The lead single, "The Great Artist", encourages women to maintain a courageous and steadfast attitude, believing that true love will ultimately be found. It portrays a playboy male partner from a female perspective. Unlike Tsai's previous dance tracks, this song features multiple emotional shifts, with rap sections that present greater vocal challenges than before. Tsai explained that the melody is innovative, incorporating electronic elements, and the lyrics are assertive, allowing her to embody a strong female persona in the performance.

"Wandering Poet" centers on a romantic poet characterized by self-centeredness, expressing both joy and sorrow. Peggy Hsu noted that the arrangement is narrative-driven and classical in style; despite the complexity of the melody, Tsai's vocal delivery makes the song accessible and easy to understand. "Dr. Jolin" draws inspiration from the 2012 apocalypse myth, encouraging people to face reality with humor and embrace their authentic selves.

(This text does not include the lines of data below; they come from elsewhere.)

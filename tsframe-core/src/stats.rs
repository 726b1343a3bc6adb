//! Per-session frame statistics.

use serde::{Deserialize, Serialize};

use crate::frame::Validity;

/// Counts gathered by a reader. Only ever incremented while the session runs.
#[derive(Debug, Clone, Copy, Default, PartialEq, Eq, Serialize, Deserialize)]
pub struct StatsReport {
    /// Frames (blocking) or read units (non-blocking) scored.
    pub attempts: u64,
    pub well_formed: u64,
    pub malformed: u64,
}

impl StatsReport {
    pub fn new() -> Self {
        Self::default()
    }

    /// Score one frame or read unit.
    pub fn record(&mut self, validity: Validity) {
        self.attempts += 1;
        match validity {
            Validity::WellFormed => self.well_formed += 1,
            Validity::Malformed => self.malformed += 1,
        }
    }

    pub fn is_empty(&self) -> bool {
        self.attempts == 0
    }
}

impl std::fmt::Display for StatsReport {
    fn fmt(&self, f: &mut std::fmt::Formatter<'_>) -> std::fmt::Result {
        write!(
            f,
            "total: {}, good: {}, bad: {}",
            self.attempts, self.well_formed, self.malformed
        )
    }
}
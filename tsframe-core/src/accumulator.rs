//! Frame accumulator: turns arbitrary read chunks into complete 188-byte frames.
//!
//! Bytes are kept in a single `BytesMut`; each complete frame is split off the
//! front and frozen, so frames are handed out without copying. Whatever does
//! not fill a frame stays buffered for the next `ingest`.

use bytes::BytesMut;

use crate::frame::{Frame, FRAME_LEN};

/// Buffer that reassembles a byte stream into frames. One per stream session.
#[derive(Debug)]
pub struct FrameAccumulator {
    buffer: BytesMut,
}

impl FrameAccumulator {
    pub fn new() -> Self {
        Self {
            buffer: BytesMut::with_capacity(FRAME_LEN),
        }
    }

    /// Append `chunk` and return the frames it completes, in stream order.
    ///
    /// The returned iterator is lazy. Frames it has not yielded when dropped
    /// stay buffered and come out first on the next call, so no byte is ever lost.
    pub fn ingest<'a>(&'a mut self, chunk: &[u8]) -> Frames<'a> {
        if !chunk.is_empty() {
            self.buffer.extend_from_slice(chunk);
        }
        Frames {
            buffer: &mut self.buffer,
        }
    }

    /// Bytes collected toward the current frame, in `0..FRAME_LEN` once all
    /// complete frames have been taken.
    pub fn offset(&self) -> usize {
        self.buffer.len() % FRAME_LEN
    }

    /// Bytes still missing from the current frame. Blocking reads ask for at most this much.
    pub fn remaining(&self) -> usize {
        FRAME_LEN - self.offset()
    }

    /// Number of complete frames buffered but not yet taken.
    pub fn ready(&self) -> usize {
        self.buffer.len() / FRAME_LEN
    }
}

impl Default for FrameAccumulator {
    fn default() -> Self {
        Self::new()
    }
}

/// Lazy sequence of frames produced by one `ingest`.
pub struct Frames<'a> {
    buffer: &'a mut BytesMut,
}

impl Iterator for Frames<'_> {
    type Item = Frame;

    fn next(&mut self) -> Option<Frame> {
        if self.buffer.len() < FRAME_LEN {
            return None;
        }
        let frame = self.buffer.split_to(FRAME_LEN).freeze();
        Some(Frame::from_complete(frame))
    }

    fn size_hint(&self) -> (usize, Option<usize>) {
        let n = self.buffer.len() / FRAME_LEN;
        (n, Some(n))
    }
}

impl ExactSizeIterator for Frames<'_> {}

"Mosaic" tells the story of some women losing themselves in love, changing to meet the expectations of their male partners. "Spying on You Behind the Fence" uses the metaphor of a fence to symbolize emotional distance in love, portraying how those who possess happiness can still doubt it due to pessimistic feelings. "Fantasy" inspired by the emotional lives of the LGBTQ+ community, is intended by Tsai to convey a message of equality for everyone in love. "I" reveals Tsai's vulnerable side beyond the stage spotlight. Tanya Chua remarked that this song invites listeners into Tsai's inner world and prompts reflection on whether people would still love the true self beneath external appearances.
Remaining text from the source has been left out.